Noordzee, Texas ist ein belgisches Filmdrama des Regisseurs Bavo Defurne aus dem Jahr 2011. Das Drehbuch, das Defurne in Zusammenarbeit mit Produzent Yves Verbraeken schrieb, basiert auf dem Jugendbuch Nooit gaat dit over („Es geht nie vorbei“) von André Sollie aus dem Jahr 2004.[2] Der Film kam 2012 als Original mit deutschen Untertiteln in die deutschen Kinos.

Im Film geht es um den bei seiner Mutter aufwachsenden Jungen Pim, der sich in seinen besten Freund Gino verliebt.

Handlung[Bearbeiten | Quelltext bearbeiten]

Der Junge Pim lebt mit seiner Mutter Yvette in einem heruntergekommenen Haus irgendwo an der belgischen Nordseeküste. Yvette arbeitet in der Dorfkneipe Texas als Akkordeon-Spielerin. In jüngeren Jahren schleicht sich Pim in das Zimmer seiner Mutter, die einmal die Schönheitskönigin des Dorfes war, und zieht ihre Schärpe und ihr Diadem an. In der Nachbarschaft wohnt der zwei Jahre ältere Gino mit seiner Mutter Marcella und seiner Schwester Sabrina. Marcella wird so etwas wie Pims zweite Mutter, Gino sein enger Freund.

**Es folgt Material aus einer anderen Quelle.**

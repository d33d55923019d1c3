use std::sync::Arc;

use axum::extract::{Path, Query, State};
use axum::Json;
use uuid::Uuid;

use patient_cell::demo::demo_patients;
use patient_cell::handlers::*;
use patient_cell::models::{
    CreatePatientRequest, Patient, PatientListQuery, UpdatePatientRequest,
};
use shared_models::error::AppError;
use shared_store::{InMemoryRepository, Repository};

fn seeded_state() -> PatientState {
    let patients: Arc<dyn Repository<Patient>> =
        Arc::new(InMemoryRepository::with_items(demo_patients()));
    PatientState { patients }
}

fn create_request() -> CreatePatientRequest {
    CreatePatientRequest {
        professional_id: Uuid::new_v4(),
        name: "Helena Prado".to_string(),
        birth_date: "1994-08-21".to_string(),
        phone: "+55 11 90000-1234".to_string(),
        note: Some("Primeira consulta.".to_string()),
    }
}

#[tokio::test]
async fn test_create_patient_success() {
    let state = seeded_state();

    let result = create_patient(State(state.clone()), Json(create_request())).await;

    let body = result.unwrap().0;
    assert_eq!(body["name"], "Helena Prado");
    assert_eq!(body["birth_date"], "1994-08-21");
    assert!(body["updated_at"].is_null());

    assert_eq!(state.patients.list().await.unwrap().len(), 11);
}

#[tokio::test]
async fn test_create_patient_collects_all_issues() {
    let state = seeded_state();

    let mut request = create_request();
    request.name = "  ".to_string();
    request.birth_date = "21/08/1994".to_string();
    request.phone = "".to_string();

    let result = create_patient(State(state), Json(request)).await;

    match result {
        Err(AppError::Validation(issues)) => {
            let fields: Vec<&str> = issues.iter().map(|i| i.field.as_str()).collect();
            assert_eq!(fields, vec!["name", "phone", "birth_date"]);
        }
        other => panic!("expected validation error, got {:?}", other),
    }
}

#[tokio::test]
async fn test_get_patient_round_trips() {
    let state = seeded_state();
    let stored = state.patients.list().await.unwrap().remove(0);

    let body = get_patient(State(state), Path(stored.id)).await.unwrap().0;

    assert_eq!(body["id"], stored.id.to_string());
    assert_eq!(body["name"], stored.name);
}

#[tokio::test]
async fn test_get_unknown_patient_is_not_found() {
    let state = seeded_state();

    let result = get_patient(State(state), Path(Uuid::new_v4())).await;

    assert!(matches!(result, Err(AppError::NotFound(_))));
}

#[tokio::test]
async fn test_update_patient_touches_updated_at() {
    let state = seeded_state();
    let stored = state.patients.list().await.unwrap().remove(0);

    let request = UpdatePatientRequest {
        name: None,
        phone: Some("+55 11 98888-0000".to_string()),
        note: None,
    };

    let body = update_patient(State(state), Path(stored.id), Json(request))
        .await
        .unwrap()
        .0;

    assert_eq!(body["phone"], "+55 11 98888-0000");
    assert_eq!(body["name"], stored.name);
    assert!(!body["updated_at"].is_null());
}

#[tokio::test]
async fn test_list_patients_filters_by_name() {
    let state = seeded_state();

    let body = list_patients(
        State(state.clone()),
        Query(PatientListQuery {
            name: Some("silva".to_string()),
        }),
    )
    .await
    .unwrap()
    .0;

    assert_eq!(body["total"], 1);
    assert_eq!(body["patients"][0]["name"], "Mariana Silva");

    let unfiltered = list_patients(State(state), Query(PatientListQuery { name: None }))
        .await
        .unwrap()
        .0;
    assert_eq!(unfiltered["total"], 10);
}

Kurz vor Pims 15. Geburtstag masturbieren die beiden in einer Garage voreinander und Pim hebt das von Gino dabei benutzte Taschentuch auf. Auch andere für ihn wichtige Erinnerungen bewahrt er wie Schätze in einer kleinen Kiste auf, so die Schärpe und das Diadem seiner Mutter.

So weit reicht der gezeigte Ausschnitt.